● **TASK GOAL**: Could you copy each line of the entries that contains "RoutingError"?

Collected data
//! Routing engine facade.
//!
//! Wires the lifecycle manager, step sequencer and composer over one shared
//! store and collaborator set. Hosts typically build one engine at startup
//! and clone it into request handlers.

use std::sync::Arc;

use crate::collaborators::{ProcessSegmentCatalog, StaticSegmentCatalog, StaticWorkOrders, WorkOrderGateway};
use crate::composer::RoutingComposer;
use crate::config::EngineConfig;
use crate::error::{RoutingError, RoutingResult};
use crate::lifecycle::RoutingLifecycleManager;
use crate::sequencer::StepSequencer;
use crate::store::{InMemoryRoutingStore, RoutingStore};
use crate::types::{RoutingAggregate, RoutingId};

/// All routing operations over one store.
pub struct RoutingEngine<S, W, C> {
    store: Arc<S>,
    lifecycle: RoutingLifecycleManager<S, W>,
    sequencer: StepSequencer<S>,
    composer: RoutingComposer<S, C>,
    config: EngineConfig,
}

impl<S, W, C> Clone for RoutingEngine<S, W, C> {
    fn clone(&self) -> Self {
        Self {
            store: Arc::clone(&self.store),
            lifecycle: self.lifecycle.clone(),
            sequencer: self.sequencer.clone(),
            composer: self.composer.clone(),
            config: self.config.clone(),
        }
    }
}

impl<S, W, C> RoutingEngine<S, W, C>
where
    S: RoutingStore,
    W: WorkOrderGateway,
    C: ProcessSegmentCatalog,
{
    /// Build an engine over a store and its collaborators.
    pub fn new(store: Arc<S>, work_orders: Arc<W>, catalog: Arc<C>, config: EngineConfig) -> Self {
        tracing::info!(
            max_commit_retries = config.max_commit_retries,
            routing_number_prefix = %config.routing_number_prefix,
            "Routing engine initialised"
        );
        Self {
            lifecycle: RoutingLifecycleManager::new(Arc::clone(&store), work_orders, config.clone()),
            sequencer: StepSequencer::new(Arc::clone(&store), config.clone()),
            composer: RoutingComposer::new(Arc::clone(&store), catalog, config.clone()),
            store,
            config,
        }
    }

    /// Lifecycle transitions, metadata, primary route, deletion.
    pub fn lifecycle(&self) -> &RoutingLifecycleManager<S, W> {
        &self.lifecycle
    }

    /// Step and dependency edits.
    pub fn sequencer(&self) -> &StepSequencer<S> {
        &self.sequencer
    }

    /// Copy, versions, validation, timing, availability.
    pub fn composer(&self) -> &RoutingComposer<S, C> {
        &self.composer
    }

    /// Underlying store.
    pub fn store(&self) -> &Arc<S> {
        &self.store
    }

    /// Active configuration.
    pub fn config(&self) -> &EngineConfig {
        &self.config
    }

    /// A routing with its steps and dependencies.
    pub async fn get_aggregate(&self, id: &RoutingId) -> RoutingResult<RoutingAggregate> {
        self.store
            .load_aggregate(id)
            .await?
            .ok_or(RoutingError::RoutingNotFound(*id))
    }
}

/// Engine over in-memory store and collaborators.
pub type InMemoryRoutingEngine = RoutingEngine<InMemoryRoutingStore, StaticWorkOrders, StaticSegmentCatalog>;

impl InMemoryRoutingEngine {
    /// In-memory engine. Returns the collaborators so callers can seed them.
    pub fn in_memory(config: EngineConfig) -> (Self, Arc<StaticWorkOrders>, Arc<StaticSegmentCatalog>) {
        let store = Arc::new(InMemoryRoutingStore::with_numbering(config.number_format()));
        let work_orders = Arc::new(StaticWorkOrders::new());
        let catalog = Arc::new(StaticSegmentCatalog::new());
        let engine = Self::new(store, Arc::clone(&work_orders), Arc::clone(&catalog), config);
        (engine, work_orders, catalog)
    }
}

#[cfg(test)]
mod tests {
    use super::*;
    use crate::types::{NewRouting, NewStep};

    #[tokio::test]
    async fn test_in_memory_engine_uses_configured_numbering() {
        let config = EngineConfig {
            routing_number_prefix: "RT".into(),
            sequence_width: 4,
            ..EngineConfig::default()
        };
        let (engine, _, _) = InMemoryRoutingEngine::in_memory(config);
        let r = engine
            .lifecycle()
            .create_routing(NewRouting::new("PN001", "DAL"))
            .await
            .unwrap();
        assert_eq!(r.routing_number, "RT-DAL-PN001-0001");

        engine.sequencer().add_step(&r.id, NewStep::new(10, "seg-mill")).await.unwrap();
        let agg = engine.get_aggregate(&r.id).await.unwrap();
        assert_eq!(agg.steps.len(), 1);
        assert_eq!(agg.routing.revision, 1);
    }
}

● **EXERCISE SOLUTION**:
use crate::error::{RoutingError, RoutingResult};
            .ok_or(RoutingError::RoutingNotFound(*id))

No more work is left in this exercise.